Well | Within the Mind - Anxiety Disorder
"It was during my days at university that the emotions became unbearable. I had always had my crying spells and overwhelmed moments, but it wasn't until I was barely functioning that I realised that this was not a normal bad day occurrence," Tonya Mullings* 29 year old from St Andrew told Outlook.
"The average person experiences some amount of anxiety about something, but when it's really excessive, and affects a person's ability to function, it is considered a disorder," Associate Clinical Psychologist Justine East explains. That is what Mullings thought it was - just another bad day.
Mullings recalled having bad days every now and again. Something extreme did not have to happen that day for her to cry or lock herself in a room or a bathroom stall when she felt like she was drowning emotionally. She told Outlook that there were times when she got so overwhelmed it felt like she couldn't breathe. But when her disappearing act turned from once a month to once a week then every other day, she knew that there was a problem. She could no longer hide her emotions from her close friends, and one of them suggest that she might need professional help.
"My classmates and friends asked me what was going on at first and I would make excuses. But after awhile, a friend told me that she could see me struggling. It started to affect my grades - even in courses that I did not have issues with. I would be good in class, but when it came to the end of the semester, I just was barely passing 'cause I would completely lose it in exams. She told me that maybe I needed to get counselling."
Mullings admitted that inwardly she scoffed at the idea, because like many others, she thought that there was a stigma attached to seeing a therapist. She was not crazy, so she was not going to see a therapist. But struggling through another semester was getting unbearable and failure was even scarier than getting counselling - so she did.
After a few sessions, she was diagnosed with depression. She continued counselling until she graduated from university, becoming functional. Only two of her friends knew that she was getting treatment.
Leaving school and being unemployed took a toll on Mullings. At first, she was optimistic that she would find a job, but as time passed without success, depression set in. The thought of her failing at life made her slump into a dark place, so when she finally started working, it seemed as this would be the best thing for her. At times, her experience at university set in. But it was not until she started to feel ill that she had to find out what was wrong.
This time, she was diagnosed not with depression, but rather anxiety. "I was even given some anti-anxiety medication to cope when my symptoms got to the point that it impaired my ability to function daily," she told Outlook admitting that she was not pleased with having to be medicated to function daily. It took some time, with medication and some podcasts, instead of daily bouts of anxiety, Mullings has managed to get her condition under control.

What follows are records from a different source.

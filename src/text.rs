use crate::{
    core::Rgba8,
    error::{GlyphdriftError, GlyphdriftResult},
};

/// Stateful helper for building Parley text layouts from raw font bytes.
///
/// The glyph sampler and the frame renderer each hold one; registering the
/// same font bytes twice into one fontique collection is harmless.
pub struct TextLayoutEngine {
    font_ctx: parley::FontContext,
    layout_ctx: parley::LayoutContext<Rgba8>,
}

impl Default for TextLayoutEngine {
    fn default() -> Self {
        Self::new()
    }
}

impl TextLayoutEngine {
    pub fn new() -> Self {
        Self {
            font_ctx: parley::FontContext::default(),
            layout_ctx: parley::LayoutContext::new(),
        }
    }

    /// Shape and lay out plain text using provided font bytes and styling.
    /// Embedded newlines produce hard line breaks.
    pub fn layout_plain(
        &mut self,
        text: &str,
        font_bytes: &[u8],
        size_px: f32,
        brush: Rgba8,
    ) -> GlyphdriftResult<parley::Layout<Rgba8>> {
        if !size_px.is_finite() || size_px <= 0.0 {
            return Err(GlyphdriftError::validation(
                "text size_px must be finite and > 0",
            ));
        }

        let families = self
            .font_ctx
            .collection
            .register_fonts(parley::fontique::Blob::from(font_bytes.to_vec()), None);
        let family_id = families.first().map(|(id, _)| *id).ok_or_else(|| {
            GlyphdriftError::font("no font families registered from font bytes")
        })?;

        let family_name = self
            .font_ctx
            .collection
            .family_name(family_id)
            .ok_or_else(|| GlyphdriftError::font("registered font family has no name"))?
            .to_string();

        let mut builder = self
            .layout_ctx
            .ranged_builder(&mut self.font_ctx, text, 1.0, true);
        builder.push_default(parley::style::StyleProperty::FontStack(
            parley::style::FontStack::Source(std::borrow::Cow::Owned(family_name)),
        ));
        builder.push_default(parley::style::StyleProperty::FontSize(size_px));
        builder.push_default(parley::style::StyleProperty::Brush(brush));

        let mut layout: parley::Layout<Rgba8> = builder.build(text);
        layout.break_all_lines(None);
        Ok(layout)
    }
}
use crate::error::{GlyphdriftError, GlyphdriftResult};

/// Static sketch configuration: the word list with its per-word derived
/// constants, plus trail/marker geometry. The default carries the built-in
/// three-word sketch; a JSON override may swap in other words.
#[derive(Clone, Debug, serde::Serialize, serde::Deserialize)]
pub struct SketchConfig {
    pub words: Vec<WordEntry>,
    /// Display size of the sampled word, in pixels.
    pub font_size: f32,
    /// Trail sample lifetime in milliseconds.
    pub trail_lifetime_ms: u64,
    /// Diameter of each trail gradient disc.
    pub trail_diameter: f64,
    /// Diameter of each rendered cloud point.
    pub point_diameter: f64,
    /// Diameter of the solid cursor marker.
    pub cursor_diameter: f64,
}

#[derive(Clone, Debug, serde::Serialize, serde::Deserialize)]
pub struct WordEntry {
    pub word: String,
    pub quote: String,
    pub fill: FillRule,
    pub background: BackgroundSpec,
}

/// How cloud points (and, by extension, overlay text) are colored.
#[derive(Clone, Copy, Debug, PartialEq, Eq, serde::Serialize, serde::Deserialize)]
pub enum FillRule {
    /// Solid white points, white overlay text.
    Light,
    /// Solid black points, black overlay text.
    Dark,
    /// Each point samples the background pixel beneath it and inverts it.
    InvertBackground,
}

#[derive(Clone, Debug, PartialEq, serde::Serialize, serde::Deserialize)]
pub enum BackgroundSpec {
    /// Color-graded tile grid; cell counts follow the cursor.
    Tiles {
        max_cols: u32,
        max_rows: u32,
        shape: TileShape,
        /// Three control hues in degrees, blended in HSB at full
        /// saturation and brightness.
        hues: [f64; 3],
    },
    /// Grayscale soft grid; cell counts follow the cursor.
    SoftGrid { max_cols: u32, max_rows: u32 },
}

#[derive(Clone, Copy, Debug, PartialEq, Eq, serde::Serialize, serde::Deserialize)]
pub enum TileShape {
    Rect,
    Ellipse,
}

impl Default for SketchConfig {
    fn default() -> Self {
        Self {
            words: vec![
                WordEntry {
                    word: "inspiration".to_string(),
                    quote: "\u{201c}Inspiration exists, but it has to find us working.\u{201d} \u{2013} Picasso".to_string(),
                    fill: FillRule::Light,
                    background: BackgroundSpec::Tiles {
                        max_cols: 50,
                        max_rows: 10,
                        shape: TileShape::Rect,
                        hues: [290.0, 180.0, 60.0],
                    },
                },
                WordEntry {
                    word: "curiosity".to_string(),
                    quote: "\u{201c}Curiosity is the wick in the candle of learning.\u{201d} \u{2013} William Arthur Ward".to_string(),
                    fill: FillRule::InvertBackground,
                    background: BackgroundSpec::Tiles {
                        max_cols: 60,
                        max_rows: 12,
                        shape: TileShape::Ellipse,
                        hues: [30.0, 200.0, 120.0],
                    },
                },
                WordEntry {
                    word: "resiliency".to_string(),
                    quote: "\u{201c}Resiliency is accepting your new reality.\u{201d} \u{2013} Elizabeth Edwards".to_string(),
                    fill: FillRule::Dark,
                    background: BackgroundSpec::SoftGrid {
                        max_cols: 30,
                        max_rows: 15,
                    },
                },
            ],
            font_size: 300.0,
            trail_lifetime_ms: 100,
            trail_diameter: 40.0,
            point_diameter: 4.0,
            cursor_diameter: 10.0,
        }
    }
}

impl SketchConfig {
    pub fn validate(&self) -> GlyphdriftResult<()> {
        if self.words.is_empty() {
            return Err(GlyphdriftError::validation(
                "config must declare at least one word",
            ));
        }
        for entry in &self.words {
            if entry.word.trim().is_empty() {
                return Err(GlyphdriftError::validation("word must be non-empty"));
            }
            match entry.background {
                BackgroundSpec::Tiles {
                    max_cols, max_rows, ..
                }
                | BackgroundSpec::SoftGrid { max_cols, max_rows } => {
                    if max_cols == 0 || max_rows == 0 {
                        return Err(GlyphdriftError::validation(format!(
                            "word '{}' has a background grid with zero cells",
                            entry.word
                        )));
                    }
                }
            }
        }
        if !self.font_size.is_finite() || self.font_size <= 0.0 {
            return Err(GlyphdriftError::validation(
                "font_size must be finite and > 0",
            ));
        }
        if self.trail_lifetime_ms == 0 {
            return Err(GlyphdriftError::validation("trail_lifetime_ms must be > 0"));
        }
        for (name, v) in [
            ("trail_diameter", self.trail_diameter),
            ("point_diameter", self.point_diameter),
            ("cursor_diameter", self.cursor_diameter),
        ] {
            if !v.is_finite() || v <= 0.0 {
                return Err(GlyphdriftError::validation(format!(
                    "{name} must be finite and > 0"
                )));
            }
        }
        Ok(())
    }
}
// src/logging.rs

use tracing_subscriber::{fmt, EnvFilter};

/// Install the global fmt subscriber. `RUST_LOG` overrides the default `info`.
pub fn init() {
    let env = EnvFilter::try_from_default_env()
        .unwrap_or_else(|_| EnvFilter::new("info,ucpd_scraper=info"));
    fmt::Subscriber::builder()
        .with_env_filter(env)
        .with_span_events(fmt::format::FmtSpan::CLOSE)
        .init();
}

/// Test variant: routes output through the test harness and tolerates repeat calls.
#[cfg(test)]
pub(crate) fn init_test_logging() {
    let subscriber = fmt::Subscriber::builder()
        .with_env_filter(
            EnvFilter::try_from_default_env()
                .unwrap_or_else(|_| EnvFilter::new("info,ucpd_scraper=debug")),
        )
        .with_test_writer()
        .finish();
    let _ = tracing::subscriber::set_global_default(subscriber);
}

Mullings' case is not unique, East notes that there are different anxiety disorders, based on various types of objects or situations that bring fear, anxiety, or avoidance behaviour, and the associated thoughts. "A person can be fearful of separating from someone, performing, or being observed by others, and fear of a specific object such as flying or heights, fear of social situations," she noted.
Do not self-diagnose, seek a psychologist if you think that you might be suffering from anxiety.
*Name changed upon request.
She outlined five symptoms that someone suffering from anxiety may experience:
(1) Feelings of panic, fear, and uneasiness and avoidance of situations or objects.
(2) Heart palpitations or increased heart rate for no apparent reason.
(3) Shortness of breath.
(4) Problems sleeping.
(5) Increased sweating and/or shaking or trembling.
If you are experiencing any of these symptoms she recommends consulting a therapist.